Background:
Adenylosuccinate synthetase 1 (ADSS1) myopathy is an ultra-rare neuromuscular disorder characterized by progressive muscle dysfunction, with limited biomarkers available to comprehensively capture disease expression and functional burden.
Objectives:
This study aimed to employ a non-invasive, multimodal biomarker approach to phenotype fine-motor skills, speech production, and cognitive function in adults with ADSS1 myopathy compared with healthy controls.
Results:
Five adults with ADSS1 myopathy and five age- and sex-matched healthy controls underwent comprehensive assessments, including motor performance testing, speech and cognitive batteries, patient-reported outcomes, electrical impedance myography (EIM), musculoskeletal magnetic resonance imaging (MRI), and plasma proteomics.

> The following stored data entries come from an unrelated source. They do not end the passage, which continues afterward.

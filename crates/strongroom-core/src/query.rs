//! Ordering, subsetting and text search over payment lists

use chrono::NaiveDate;
use std::cmp::Ordering;

use crate::payment::Payment;
use crate::status::PaymentType;

/// Date descending, then amount ascending
fn compare_payments(a: &Payment, b: &Payment) -> Ordering {
    b.date()
        .cmp(&a.date())
        .then_with(|| a.amount().cmp(&b.amount()))
}

/// Sort in place: newest first, ties broken by amount ascending
pub fn sort_payments(payments: &mut [Payment]) {
    payments.sort_by(compare_payments);
}

/// Payments of the filter's kind dated `today`, sorted.
///
/// `Sending` selects outgoing unconfirmed payments. `Receiving` selects
/// requests and incoming unconfirmed payments. Other filters yield nothing.
pub fn subset_payments_and_sort(
    payments: &[Payment],
    filter: PaymentType,
    today: NaiveDate,
) -> Vec<Payment> {
    let wanted: &[PaymentType] = match filter {
        PaymentType::Sending => &[PaymentType::Sending],
        PaymentType::Receiving => &[
            PaymentType::Requested,
            PaymentType::Receiving,
            PaymentType::PartPaid,
        ],
        _ => &[],
    };

    let mut subset: Vec<Payment> = payments
        .iter()
        .filter(|payment| wanted.contains(&payment.payment_type()))
        .filter(|payment| payment.date().date_naive() == today)
        .cloned()
        .collect();
    sort_payments(&mut subset);
    subset
}

/// Payments matching `query`, sorted.
///
/// Text fields match case-insensitively; a request address must equal
/// `query` exactly.
pub fn filter_payments_by_content(payments: &[Payment], query: &str) -> Vec<Payment> {
    let needle = query.to_lowercase();
    let mut matches: Vec<Payment> = payments
        .iter()
        .filter(|payment| payment_matches(payment, query, &needle))
        .cloned()
        .collect();
    sort_payments(&mut matches);
    matches
}

fn payment_matches(payment: &Payment, query: &str, needle: &str) -> bool {
    let contains = |text: &str| text.to_lowercase().contains(needle);

    if contains(payment.description()) || contains(payment.note()) {
        return true;
    }

    match payment {
        Payment::Request(request) => {
            request.label.as_deref().is_some_and(contains)
                || request.address == query
        }
        Payment::Transaction(tx) => {
            tx.output_addresses.iter().any(|address| contains(address))
                || contains(&tx.raw_transaction)
        }
    }
}
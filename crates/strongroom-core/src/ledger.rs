//! Ledger collaborator interfaces
//!
//! The wallet runtime (key management, confidence tracking, broadcast) lives
//! outside this crate. These types describe what the payments subsystem reads
//! from it.

use chrono::{DateTime, Utc};
use rust_decimal::Decimal;
use serde::{Deserialize, Serialize};
use std::fmt;

use crate::Result;

/// Wallet identifier
#[derive(Debug, Clone, PartialEq, Eq, Hash, Serialize, Deserialize)]
pub struct WalletId(String);

impl WalletId {
    /// Prefix of every wallet directory name
    pub const WALLET_ROOT_PREFIX: &'static str = "strongroom-";

    /// Wrap an identifier string
    pub fn new(id: impl Into<String>) -> Self {
        Self(id.into())
    }

    /// Identifier as a string slice
    pub fn as_str(&self) -> &str {
        &self.0
    }

    /// Name of the directory holding this wallet's files
    pub fn wallet_root(&self) -> String {
        format!("{}{}", Self::WALLET_ROOT_PREFIX, self.0)
    }
}

impl fmt::Display for WalletId {
    fn fmt(&self, f: &mut fmt::Formatter<'_>) -> fmt::Result {
        f.write_str(&self.0)
    }
}

/// The ledger's belief state about a transaction
#[derive(Debug, Clone, Copy, PartialEq, Eq, Hash, Serialize, Deserialize)]
pub enum Classification {
    /// Included in a block
    Confirmed,
    /// Known but not yet in a block
    Pending,
    /// Conflicted or double spent
    Dead,
    /// The ledger has no opinion
    Unknown,
}

/// Confidence snapshot for one transaction
#[derive(Debug, Clone, Copy, PartialEq, Eq)]
pub struct Confidence {
    /// Classification
    pub classification: Classification,
    /// Blocks since first confirmation (meaningful only when confirmed)
    pub depth: u32,
    /// Number of peers that relayed the transaction
    pub broadcast_peers: u32,
}

/// Transaction output
#[derive(Debug, Clone, PartialEq, Eq)]
pub struct TxOutput {
    /// Value in base units
    pub value: u64,
    /// Locking script
    pub script_pubkey: Vec<u8>,
}

/// Raw transaction record as delivered by the ledger
#[derive(Debug, Clone)]
pub struct LedgerTransaction {
    /// Transaction hash (hex)
    pub hash: String,
    /// Last time the ledger updated this transaction
    pub update_time: DateTime<Utc>,
    /// Confidence, if the ledger tracks one
    pub confidence: Option<Confidence>,
    /// Outputs in transaction order
    pub outputs: Vec<TxOutput>,
    /// Whether this is a coinbase transaction
    pub is_coinbase: bool,
    /// Serialized transaction bytes
    pub raw: Vec<u8>,
}

/// Read side of the open wallet
pub trait WalletView: Send + Sync {
    /// All transactions known to the wallet, including dead ones
    fn transactions(&self) -> Vec<LedgerTransaction>;

    /// Net signed value of a transaction relative to this wallet
    fn value_of(&self, transaction: &LedgerTransaction) -> i64;

    /// Whether an output pays this wallet
    fn is_mine(&self, output: &TxOutput) -> bool;
}

/// Credential primitives of the open wallet
pub trait WalletCredentials: Send + Sync {
    /// Check an unlock credential against the wallet
    fn check_password(&self, password: &str) -> bool;

    /// Remove the wallet's own key encryption
    fn decrypt(&self, password: &str) -> Result<()>;

    /// Encrypt the wallet's keys under a credential
    fn encrypt(&self, password: &str) -> Result<()>;
}

/// A wallet that can be both read and re-keyed
pub trait LedgerWallet: WalletView + WalletCredentials {}

impl<T: WalletView + WalletCredentials> LedgerWallet for T {}

/// Address-from-script resolution
pub trait AddressResolver: Send + Sync {
    /// Resolve the destination address of a locking script
    fn address_from_script(&self, script: &[u8]) -> Result<String>;
}

/// Exchange rate event
#[derive(Debug, Clone, PartialEq, Eq)]
pub struct ExchangeRate {
    /// Exchange that published the rate (e.g. "Bitstamp")
    pub exchange_name: String,
    /// Local currency units per whole coin
    pub rate: Decimal,
    /// ISO 4217 currency code
    pub currency: String,
}

/// Source of the latest exchange rate
pub trait ExchangeRateSource: Send + Sync {
    /// Latest exchange rate event, if any has been seen
    fn latest_rate(&self) -> Option<ExchangeRate>;
}

/// Rate source that never has a rate
#[derive(Debug, Default, Clone, Copy)]
pub struct NoExchangeRate;

impl ExchangeRateSource for NoExchangeRate {
    fn latest_rate(&self) -> Option<ExchangeRate> {
        None
    }
}
//! Error types

use strongroom_storage::Error as StorageError;

/// Payments service errors
#[derive(Debug, thiserror::Error)]
pub enum PaymentsError {
    /// The backing file exists but cannot be read, opened or decoded
    #[error("Failed to load payments: {0}")]
    LoadFailure(#[source] StorageError),

    /// Sealing or writing failed
    #[error("Failed to save: {0}")]
    SaveFailure(#[source] StorageError),

    /// The supplied credential does not unlock the wallet
    #[error("Credential does not match the wallet")]
    CredentialMismatch,

    /// A re-encrypted secret did not decrypt back to the original
    #[error("Reversibility check failed: {0}")]
    ReversibilityFailure(String),

    /// An operation was called in a state that does not allow it
    #[error("Precondition violated: {0}")]
    PreconditionViolation(String),

    /// Error raised by the ledger side
    #[error("Ledger error: {0}")]
    Ledger(#[from] strongroom_core::Error),
}

/// Result type
pub type Result<T> = std::result::Result<T, PaymentsError>;
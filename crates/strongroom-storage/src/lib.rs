//! Encrypted file storage for Strongroom wallets
//!
//! Provides the payments snapshot codec, sealed backing files and the
//! wallet summary file.
//!
//! ## Security Features
//!
//! - **Credential KDF**: Argon2id, 64 MiB memory, 3 iterations, 4 lanes by default
//! - **File Encryption**: AES-256-GCM in a versioned container
//! - **Atomic Writes**: temp file, fsync, rename
//! - **Key Zeroization**: derived and backup keys are wiped on drop

#![forbid(unsafe_code)]
#![warn(missing_docs)]

pub mod codec;
pub mod encrypted_file;
pub mod error;
pub mod payments_file;
pub mod security;
pub mod summary;

pub use codec::{decode, encode, Snapshot, FORMAT_VERSION};
pub use encrypted_file::{write_atomically, EncryptedFileStore};
pub use error::{Error, Result};
pub use payments_file::PaymentsFile;
pub use security::{
    pad_credential_bytes, unpad_credential_bytes, AesGcmCipher, KdfParams, KeyCipher, WalletKey,
    WALLET_AES_IV, WALLET_KDF_SALT,
};
pub use summary::{summary_path, WalletSummary};
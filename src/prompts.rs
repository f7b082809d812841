//! Prompts sent to the vision capability.
//!
//! Centralising every prompt here serves two purposes:
//!
//! 1. **Single source of truth** — the transcript parser in
//!    [`crate::pipeline::transcript`] depends on the exact section headers
//!    the prompt demands (`TYPE_DOCUMENT:`, `INFORMATIONS_EXTRAITES:`, …);
//!    keeping prompt and parser expectations in one crate prevents drift.
//!
//! 2. **Testability** — unit tests can inspect prompts directly without a
//!    live capability call.
//!
//! The wire format is French: the documents are French-language
//! administrative paperwork and the structured layout (`TYPE_DOCUMENT`,
//! `QUALITE_IMAGE`, sentinel markers `ILLISIBLE` / `PARTIEL` / `INCERTAIN`)
//! is what the models were observed to follow most reliably. Callers can
//! override both prompts via [`crate::config::AnalysisConfig`]; any override
//! must keep the same response layout.

/// Default classification + extraction prompt.
///
/// Asks the model to (a) classify the document, (b) extract a fixed field
/// set conditioned on the type, (c) mark unreadable fields with sentinel
/// markers instead of guessing, and (d) answer in the structured text layout
/// the parser expects.
pub const EXTRACTION_PROMPT: &str = r#"Tu es un expert en extraction d'informations de documents administratifs.

**ETAPE 1 - CLASSIFICATION DU DOCUMENT**
Identifie le type de document parmi :
- CIN (Carte d'Identite Nationale)
- PASSEPORT
- FACTURE_ELECTRICITE
- BULLETIN_SALAIRE
- RELEVE_BANCAIRE
- JUSTIFICATIF_DOMICILE (autre que facture electricite)
- AUTRE (specifie lequel)

**ETAPE 2 - EXTRACTION CIBLEE PAR TYPE**

Si CIN :
- numero_cin: [numero]
- nom_complet: [nom]
- prenom: [prenom]
- date_naissance: [JJ/MM/AAAA]
- lieu_naissance: [ville]
- adresse_complete: [adresse]
- date_emission: [JJ/MM/AAAA]
- date_expiration: [JJ/MM/AAAA]

Si PASSEPORT :
- numero_passeport: [numero]
- nom_complet: [nom]
- prenom: [prenom]
- date_naissance: [JJ/MM/AAAA]
- nationalite: [nationalite]
- date_emission: [JJ/MM/AAAA]
- date_expiration: [JJ/MM/AAAA]

Si FACTURE_ELECTRICITE :
- fournisseur: [nom fournisseur]
- numero_client: [numero abonne]
- nom_titulaire: [nom]
- adresse_facturation: [adresse]
- montant_a_payer: [montant]
- date_emission: [JJ/MM/AAAA]

Si BULLETIN_SALAIRE :
- nom_employe: [nom]
- prenom_employe: [prenom]
- entreprise: [nom employeur]
- numero_cnss: [numero]
- salaire_net: [montant]
- periode: [MM/AAAA]
- date_emission: [JJ/MM/AAAA]

Si RELEVE_BANCAIRE :
- banque: [nom banque]
- nom_titulaire: [nom]
- numero_compte: [RIB/numero]
- solde_final: [montant]
- date_emission: [JJ/MM/AAAA]

**ETAPE 3 - GESTION DES CAS DIFFICILES**
- Si un champ est illisible : marque "ILLISIBLE"
- Si un champ est partiellement visible : marque "PARTIEL: [ce qui est visible]"
- Si incertain sur une valeur : marque "INCERTAIN: [valeur probable]"

**FORMAT DE REPONSE OBLIGATOIRE :**
TYPE_DOCUMENT: [type identifie]
CONFIANCE_CLASSIFICATION: [HAUTE/MOYENNE/FAIBLE]
QUALITE_IMAGE: [BONNE/MOYENNE/FAIBLE]

INFORMATIONS_EXTRAITES:
- nom_complet: [valeur]
- prenom: [valeur]
- [autres champs selon le type...]

OBSERVATIONS:
- [Notes sur la qualite, problemes detectes]

**REGLES IMPORTANTES :**
1. Privilegie la precision sur la quantite - mieux vaut marquer ILLISIBLE que deviner
2. Normalise les formats de date en JJ/MM/AAAA
3. Pour les montants, indique l'unite
4. Pour les adresses, extrais l'adresse complete

Analyse maintenant ce document :"#;

/// Recovery prompt for low-quality scans: second, degraded attempt asking
/// only for the critical fields, accepting best-effort answers. The forced
/// `QUALITE_IMAGE: FAIBLE` keeps the merged record honest about its source.
pub const RECOVERY_PROMPT: &str = r#"Ce document semble de mauvaise qualite. Mode recuperation active :

1. Identifie les zones de texte les plus lisibles
2. Concentre-toi sur les informations critiques : nom, prenom, numeros
3. Utilise le contexte visuel (logos, mise en page) pour le type de document

**FORMAT DE REPONSE :**
TYPE_DOCUMENT: [type probable]
CONFIANCE_CLASSIFICATION: FAIBLE
QUALITE_IMAGE: FAIBLE

INFORMATIONS_EXTRAITES:
- nom_complet: [valeur si lisible sinon ILLISIBLE]
- prenom: [valeur si lisible sinon ILLISIBLE]
- [autres champs critiques...]

OBSERVATIONS:
- Document de tres mauvaise qualite"#;

#[cfg(test)]
mod tests {
    use super::*;

    #[test]
    fn extraction_prompt_demands_the_parsed_headers() {
        for header in [
            "TYPE_DOCUMENT:",
            "CONFIANCE_CLASSIFICATION:",
            "QUALITE_IMAGE:",
            "INFORMATIONS_EXTRAITES:",
            "OBSERVATIONS:",
        ] {
            assert!(
                EXTRACTION_PROMPT.contains(header),
                "missing header {header}"
            );
        }
    }

    #[test]
    fn prompts_name_the_sentinel_markers() {
        assert!(EXTRACTION_PROMPT.contains("ILLISIBLE"));
        assert!(EXTRACTION_PROMPT.contains("PARTIEL"));
        assert!(EXTRACTION_PROMPT.contains("INCERTAIN"));
        assert!(RECOVERY_PROMPT.contains("ILLISIBLE"));
    }

    #[test]
    fn recovery_prompt_forces_poor_image_quality() {
        assert!(RECOVERY_PROMPT.contains("QUALITE_IMAGE: FAIBLE"));
    }
}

Compared with healthy controls, individuals with ADSS1 demonstrated reduced performance on the 9-Hole Peg Test and grip strength, along with lower self-reported mobility. Speech analysis revealed asthenia (p=0.02), reduced intelligibility (p=0.008), and poorer voice quality during sustained vowel production (p=0.03). Cognitive performance was preserved. EIM showed higher resistance and lower reactance and phase across upper and lower extremities, consistent with impaired muscle health and large effect sizes (Cliff’s δ=0.5–0.9). MRI demonstrated intramuscular fat infiltration, predominantly in posterior thigh compartments such as the biceps femoris. Proteomic analysis revealed significantly reduced Neurotrophin-3 (NTF3) levels (p=0.04) in the ADSS1 cohort, which were associated with poorer hand motor performance and adverse EIM parameters.
Conclusions:
Multimodal, non-invasive phenotyping integrating functional assessments, EIM, MRI, and plasma proteomics provides sensitive markers of neuromuscular dysfunction in ADSS1 myopathy. This approach offers a robust framework for refined disease characterization and supports biomarker-driven strategies for longitudinal monitoring in this ultra-rare condition.